● **What needs to be done**:
In the data below, find every line with the word "stream" and copy it out.

● **Supplied data**:
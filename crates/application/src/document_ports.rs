//! Persistence port for document upload metadata.

use async_trait::async_trait;
use portal_core::{AppResult, WoredaId};
use portal_domain::DocumentUpload;

/// Input for recording one uploaded document.
#[derive(Debug, Clone)]
pub struct NewDocumentUpload {
    /// Administrative scope that owns the document.
    pub woreda_id: WoredaId,
    /// Top-level category the document is filed under.
    pub category_id: String,
    /// Subcategory code within the category.
    pub subcategory_code: String,
    /// Reporting year.
    pub year: String,
    /// Original filename.
    pub file_name: String,
    /// Object-store URL the bytes were written to.
    pub object_url: String,
    /// Subject of the uploading administrator.
    pub uploader_subject: String,
}

/// Repository port for document upload metadata.
#[async_trait]
pub trait DocumentRepository: Send + Sync {
    /// Records a newly uploaded document.
    async fn insert(&self, upload: NewDocumentUpload) -> AppResult<DocumentUpload>;

    /// Finds the document a stored-object reference points at, scoped to one
    /// woreda. Returns `None` both for unknown references and references
    /// owned by another scope.
    async fn find_by_object_url(
        &self,
        woreda_id: &WoredaId,
        object_url: &str,
    ) -> AppResult<Option<DocumentUpload>>;

    /// Lists all documents owned by a woreda, newest first.
    async fn list_for_woreda(&self, woreda_id: &WoredaId) -> AppResult<Vec<DocumentUpload>>;
}
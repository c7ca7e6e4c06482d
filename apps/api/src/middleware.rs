use axum::extract::{Request, State};
use axum::http::{HeaderValue, Method, header};
use axum::middleware::Next;
use axum::response::Response;
use portal_core::{AdminIdentity, AppError};
use tower_sessions::Session;

use crate::auth::SESSION_ADMIN_KEY;
use crate::error::ApiResult;
use crate::state::AppState;

pub async fn require_admin(
    session: Session,
    mut request: Request,
    next: Next,
) -> ApiResult<Response> {
    let identity = session
        .get::<AdminIdentity>(SESSION_ADMIN_KEY)
        .await
        .map_err(|error| AppError::Internal(format!("failed to read session identity: {error}")))?
        .ok_or_else(|| AppError::Unauthorized("authentication required".to_owned()))?;

    request.extensions_mut().insert(identity);
    Ok(next.run(request).await)
}

pub async fn require_same_origin_for_mutations(
    State(state): State<AppState>,
    request: Request,
    next: Next,
) -> ApiResult<Response> {
    if is_state_changing_method(request.method()) {
        let headers = request.headers();

        if let Some(fetch_site) = headers.get("sec-fetch-site") {
            if fetch_site == HeaderValue::from_static("cross-site") {
                return Err(AppError::Unauthorized("cross-site request blocked".to_owned()).into());
            }
        }

        let origin = headers
            .get(header::ORIGIN)
            .and_then(|value| value.to_str().ok())
            .unwrap_or_default();
        let referer = headers
            .get(header::REFERER)
            .and_then(|value| value.to_str().ok())
            .unwrap_or_default();

        let allowed_origin = state.frontend_url;
        let origin_is_allowed = origin == allowed_origin;
        let referer_is_allowed = referer.starts_with(&allowed_origin);

        if !origin_is_allowed && !referer_is_allowed {
            return Err(AppError::Unauthorized("origin validation failed".to_owned()).into());
        }
    }

    Ok(next.run(request).await)
}

fn is_state_changing_method(method: &Method) -> bool {
    matches!(
        *method,
        Method::POST | Method::PUT | Method::PATCH | Method::DELETE
    )
}
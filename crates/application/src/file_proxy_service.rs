//! Server-side fetching of stored objects on a validated requester's behalf.
//!
//! Some viewers cannot follow a redirect to the object store (embedded PDF
//! frames, older mobile browsers), so the portal can stream the bytes
//! itself. The proxy reuses the resolver's candidate normalization and tries
//! each candidate in order under one overall deadline.

use std::sync::Arc;
use std::time::Duration;

use portal_core::{AppError, AppResult};
use portal_domain::AccessRequest;
use tracing::warn;

use crate::document_ports::DocumentRepository;
use crate::object_store_ports::{FetchedObject, ObjectFetcher};
use crate::resource_resolver::{ObjectStoreConfig, candidate_urls};

/// Overall deadline for fetching one object, candidates included.
pub const PROXY_FETCH_TIMEOUT_SECS: u64 = 30;

/// Content type served when the store does not report one.
const FALLBACK_CONTENT_TYPE: &str = "application/octet-stream";

/// One object ready to stream back to the requester.
#[derive(Debug, Clone)]
pub struct ProxiedFile {
    /// Raw object bytes.
    pub bytes: Vec<u8>,
    /// Content type to serve, never empty.
    pub content_type: String,
    /// Original filename from the upload record.
    pub file_name: String,
}

/// Fetches in-scope objects through the server.
#[derive(Clone)]
pub struct FileProxyService {
    documents: Arc<dyn DocumentRepository>,
    fetcher: Arc<dyn ObjectFetcher>,
    config: ObjectStoreConfig,
    fetch_timeout: Duration,
}

impl FileProxyService {
    /// Creates a proxy service with the default 30-second deadline.
    #[must_use]
    pub fn new(
        documents: Arc<dyn DocumentRepository>,
        fetcher: Arc<dyn ObjectFetcher>,
        config: ObjectStoreConfig,
    ) -> Self {
        Self {
            documents,
            fetcher,
            config,
            fetch_timeout: Duration::from_secs(PROXY_FETCH_TIMEOUT_SECS),
        }
    }

    /// Overrides the overall fetch deadline.
    #[must_use]
    pub fn with_fetch_timeout(mut self, fetch_timeout: Duration) -> Self {
        self.fetch_timeout = fetch_timeout;
        self
    }

    /// Fetches the object behind `reference` for a validated access request.
    ///
    /// The same scope rule as resolution applies: references without a
    /// matching in-scope upload record read as `NotFound`. Exceeding the
    /// deadline maps to `Timeout`.
    pub async fn fetch(
        &self,
        request: &AccessRequest,
        reference: &str,
    ) -> AppResult<ProxiedFile> {
        let document = self
            .documents
            .find_by_object_url(&request.woreda_id, reference)
            .await?
            .ok_or_else(|| AppError::NotFound("file not found or access denied".to_owned()))?;

        let candidates = candidate_urls(reference, &self.config)?;

        let fetched = tokio::time::timeout(self.fetch_timeout, self.try_candidates(&candidates))
            .await
            .map_err(|_| {
                AppError::Timeout("timed out fetching the file from storage".to_owned())
            })??;

        Ok(ProxiedFile {
            bytes: fetched.bytes,
            content_type: fetched
                .content_type
                .filter(|value| !value.trim().is_empty())
                .unwrap_or_else(|| FALLBACK_CONTENT_TYPE.to_owned()),
            file_name: document.file_name,
        })
    }

    /// Tries each candidate in order, keeping the first successful fetch.
    async fn try_candidates(&self, candidates: &[String]) -> AppResult<FetchedObject> {
        for candidate in candidates {
            match self.fetcher.fetch(candidate).await {
                Ok(object) => return Ok(object),
                Err(error) => {
                    warn!(url = candidate.as_str(), %error, "candidate fetch failed; trying next");
                }
            }
        }

        Err(AppError::NotFound(
            "failed to fetch the file from storage".to_owned(),
        ))
    }
}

● **Reply**:
//! frames, older mobile browsers), so the portal can stream the bytes
const FALLBACK_CONTENT_TYPE: &str = "application/octet-stream";
/// One object ready to stream back to the requester.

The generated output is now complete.